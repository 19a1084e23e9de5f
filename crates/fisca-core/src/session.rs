//! Review session: the working set of drafts between upload and commit
//!
//! The session owns the raw draft set, the persisted-record snapshot, the
//! raw uploaded files, and the manual-override overlay. The finalized view
//! shown to the operator is always derived fresh: `reconcile` over the raw
//! set, then the overlay applied by draft id. Overrides therefore survive
//! any recomputation triggered by adding more files to the session.

use std::collections::HashMap;

use chrono::{DateTime, Utc};
use serde::Serialize;
use tracing::{debug, warn};

use crate::error::{Error, Result};
use crate::extract::{prepare_payload, ExtractionBackend};
use crate::linker::reconcile;
use crate::matcher::match_existing;
use crate::models::{
    DraftRecord, DraftStatus, Project, ProjectPatch, SourceKind, SourceUpload,
};
use crate::store::ProjectStore;

/// Note attached by a manual link or a promote-to-new action.
pub const NOTE_MANUAL: &str = "linked manually";

/// Per-file result of an upload batch
#[derive(Debug, Clone, Serialize)]
pub struct IngestOutcome {
    pub file_name: String,
    pub drafts_added: usize,
    /// Items the service returned without a usable project name
    pub items_skipped: usize,
    /// Extraction failure; the file was skipped, the batch continued
    pub error: Option<String>,
}

/// Manual decisions recorded against one finalized draft
#[derive(Debug, Clone, Default)]
struct DraftOverride {
    edit: ProjectPatch,
    manual_link: Option<i64>,
}

impl DraftOverride {
    fn is_empty(&self) -> bool {
        self.edit.is_empty() && self.manual_link.is_none()
    }
}

/// One in-memory reconciliation session
pub struct ReviewSession {
    next_draft_id: i64,
    next_upload_id: i64,
    /// The raw accumulated draft set feeding the linker
    drafts: Vec<DraftRecord>,
    /// Manual overrides keyed by draft id, applied after reconciliation
    overrides: HashMap<i64, DraftOverride>,
    /// Raw uploaded proposal files, keyed by upload id
    uploads: HashMap<i64, SourceUpload>,
    /// Snapshot of persisted records, fetched once at session start
    existing: Vec<Project>,
    pub started_at: DateTime<Utc>,
}

impl ReviewSession {
    /// Create a session over a snapshot of the persisted records
    pub fn new(existing: Vec<Project>) -> Self {
        Self {
            next_draft_id: 1,
            next_upload_id: 1,
            drafts: Vec::new(),
            overrides: HashMap::new(),
            uploads: HashMap::new(),
            existing,
            started_at: Utc::now(),
        }
    }

    /// Begin a session by snapshotting the store
    pub async fn begin<S: ProjectStore + ?Sized>(store: &S) -> Result<Self> {
        let existing = store.list_projects().await?;
        Ok(Self::new(existing))
    }

    /// The persisted-record snapshot this session matches against
    pub fn existing(&self) -> &[Project] {
        &self.existing
    }

    /// The raw draft set (before linking)
    pub fn raw_drafts(&self) -> &[DraftRecord] {
        &self.drafts
    }

    /// Fetch a raw uploaded file by id
    pub fn upload(&self, upload_id: i64) -> Option<&SourceUpload> {
        self.uploads.get(&upload_id)
    }

    /// All raw uploads, keyed by upload id
    pub fn uploads(&self) -> &HashMap<i64, SourceUpload> {
        &self.uploads
    }

    /// Extract one uploaded file and append its drafts to the raw set.
    ///
    /// Each draft is matched against the persisted snapshot as it is
    /// created. Proposal files are retained for commit-time attachment.
    pub async fn ingest_upload<E: ExtractionBackend + ?Sized>(
        &mut self,
        file_name: &str,
        mime: Option<&str>,
        bytes: Vec<u8>,
        kind: SourceKind,
        extractor: &E,
    ) -> Result<(usize, usize)> {
        let upload = SourceUpload {
            id: self.next_upload_id,
            file_name: file_name.to_string(),
            mime: mime.map(|m| m.to_string()),
            bytes,
        };

        let payload = prepare_payload(&upload)?;
        let items = extractor.extract_items(file_name, &payload, kind).await?;

        let mut skipped = 0usize;
        let mut added = 0usize;
        let mut retain_upload = false;

        for item in items {
            if item.is_empty() {
                warn!(file = file_name, "extracted item has no project name, skipping");
                skipped += 1;
                continue;
            }

            let mut draft =
                DraftRecord::new(self.next_draft_id, file_name, kind, item.into_fields());
            self.next_draft_id += 1;

            if kind == SourceKind::ProjectDocument {
                draft.upload_id = Some(upload.id);
                retain_upload = true;
            }

            match_existing(&mut draft, &self.existing);
            debug!(
                draft_id = draft.id,
                name = %draft.fields.name,
                status = %draft.status,
                "draft created"
            );
            self.drafts.push(draft);
            added += 1;
        }

        if retain_upload {
            self.uploads.insert(upload.id, upload);
        }
        self.next_upload_id += 1;

        Ok((added, skipped))
    }

    /// Extract a batch of files, one at a time, each call fully awaited.
    ///
    /// A failed or unsupported file is logged and skipped; the batch
    /// continues. This is the only retry boundary of the pipeline.
    pub async fn ingest_batch<E: ExtractionBackend + ?Sized>(
        &mut self,
        files: Vec<(String, Option<String>, Vec<u8>)>,
        kind: SourceKind,
        extractor: &E,
    ) -> Vec<IngestOutcome> {
        let mut outcomes = Vec::with_capacity(files.len());

        for (file_name, mime, bytes) in files {
            match self
                .ingest_upload(&file_name, mime.as_deref(), bytes, kind, extractor)
                .await
            {
                Ok((added, skipped)) => outcomes.push(IngestOutcome {
                    file_name,
                    drafts_added: added,
                    items_skipped: skipped,
                    error: None,
                }),
                Err(e) => {
                    warn!(file = %file_name, error = %e, "extraction failed, skipping file");
                    outcomes.push(IngestOutcome {
                        file_name,
                        drafts_added: 0,
                        items_skipped: 0,
                        error: Some(e.to_string()),
                    });
                }
            }
        }

        outcomes
    }

    /// Derive the finalized view: reconcile, then apply manual overrides.
    pub fn finalize(&self) -> Vec<DraftRecord> {
        let mut finalized = reconcile(&self.drafts);
        for draft in &mut finalized {
            if let Some(ov) = self.overrides.get(&draft.id) {
                apply_override(draft, ov);
            }
        }
        finalized
    }

    /// Replace a subset of a draft's fields. Does not re-run matching.
    pub fn edit_draft(&mut self, draft_id: i64, patch: ProjectPatch) -> Result<()> {
        self.require_finalized(draft_id)?;
        let ov = self.overrides.entry(draft_id).or_default();
        merge_patch(&mut ov.edit, patch);
        Ok(())
    }

    /// Remove a draft from the raw set that feeds the linker.
    ///
    /// Re-running the linker cannot resurrect it via a different pairing.
    pub fn delete_draft(&mut self, draft_id: i64) -> Result<()> {
        let before = self.drafts.len();
        self.drafts.retain(|d| d.id != draft_id);
        if self.drafts.len() == before {
            return Err(Error::NotFound(format!("Draft {} not found", draft_id)));
        }
        self.overrides.remove(&draft_id);

        // drop uploads no longer referenced by any raw draft
        let referenced: Vec<i64> = self.drafts.iter().filter_map(|d| d.upload_id).collect();
        self.uploads.retain(|id, _| referenced.contains(id));
        Ok(())
    }

    /// Force the draft to update a specific persisted record.
    ///
    /// The selection is recorded in the overlay and is never overwritten by
    /// automatic re-linking.
    pub fn apply_manual_link(&mut self, draft_id: i64, project_id: i64) -> Result<()> {
        self.require_finalized(draft_id)?;
        self.overrides.entry(draft_id).or_default().manual_link = Some(project_id);
        Ok(())
    }

    /// Undo the overrides recorded against a draft.
    pub fn clear_override(&mut self, draft_id: i64) {
        self.overrides.remove(&draft_id);
        self.overrides.retain(|_, ov| !ov.is_empty());
    }

    /// Promote a draft to a brand-new persisted record.
    ///
    /// Creates the record from the draft's current (finalized, overlaid)
    /// fields, then links the draft to it as in a manual link. Returns the
    /// new record id.
    pub async fn promote_draft<S: ProjectStore + ?Sized>(
        &mut self,
        draft_id: i64,
        store: &S,
    ) -> Result<i64> {
        let draft = self
            .finalize()
            .into_iter()
            .find(|d| d.id == draft_id)
            .ok_or_else(|| Error::NotFound(format!("Draft {} not found", draft_id)))?;

        let project_id = store.create_project(&draft.fields).await?;
        self.apply_manual_link(draft_id, project_id)?;
        Ok(project_id)
    }

    fn require_finalized(&self, draft_id: i64) -> Result<()> {
        if self.finalize().iter().any(|d| d.id == draft_id) {
            Ok(())
        } else {
            Err(Error::NotFound(format!("Draft {} not found", draft_id)))
        }
    }
}

/// Apply one override entry to a finalized draft.
fn apply_override(draft: &mut DraftRecord, ov: &DraftOverride) {
    let edit = &ov.edit;
    if let Some(ref name) = edit.name {
        draft.fields.name = name.clone();
    }
    if let Some(ref organization) = edit.organization {
        draft.fields.organization = Some(organization.clone());
    }
    if let Some(requested) = edit.requested_amount {
        draft.fields.requested_amount = Some(requested);
    }
    if let Some(approved) = edit.approved_amount {
        draft.fields.approved_amount = Some(approved);
    }
    if let Some(ref responsible) = edit.responsible {
        draft.fields.responsible = Some(responsible.clone());
    }
    if let Some(ref rationale) = edit.rationale {
        draft.fields.rationale = Some(rationale.clone());
    }
    if let Some(ref objectives) = edit.objectives {
        draft.fields.objectives = objectives.clone();
    }
    if let Some(ref budget_lines) = edit.budget_lines {
        draft.fields.budget_lines = budget_lines.clone();
    }

    if let Some(project_id) = ov.manual_link {
        draft.linked_project_id = Some(project_id);
        // a merged draft keeps its Linked verdict; the manual link only
        // retargets which record the merge will update
        if draft.status != DraftStatus::Linked {
            draft.status = DraftStatus::Update;
        }
        draft.note = Some(NOTE_MANUAL.to_string());
    }
}

/// Fold a new edit into the stored one; later edits win per field.
fn merge_patch(stored: &mut ProjectPatch, new: ProjectPatch) {
    if new.name.is_some() {
        stored.name = new.name;
    }
    if new.organization.is_some() {
        stored.organization = new.organization;
    }
    if new.requested_amount.is_some() {
        stored.requested_amount = new.requested_amount;
    }
    if new.approved_amount.is_some() {
        stored.approved_amount = new.approved_amount;
    }
    if new.responsible.is_some() {
        stored.responsible = new.responsible;
    }
    if new.rationale.is_some() {
        stored.rationale = new.rationale;
    }
    if new.objectives.is_some() {
        stored.objectives = new.objectives;
    }
    if new.budget_lines.is_some() {
        stored.budget_lines = new.budget_lines;
    }
}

WORK INSTRUCTION:
Look through the entries and find each line that has the string "warn". Copy those lines.

RESULT OF THE EXERCISE:
use tracing::{debug, warn};
                warn!(file = file_name, "extracted item has no project name, skipping");
                    warn!(file = %file_name, error = %e, "extraction failed, skipping file");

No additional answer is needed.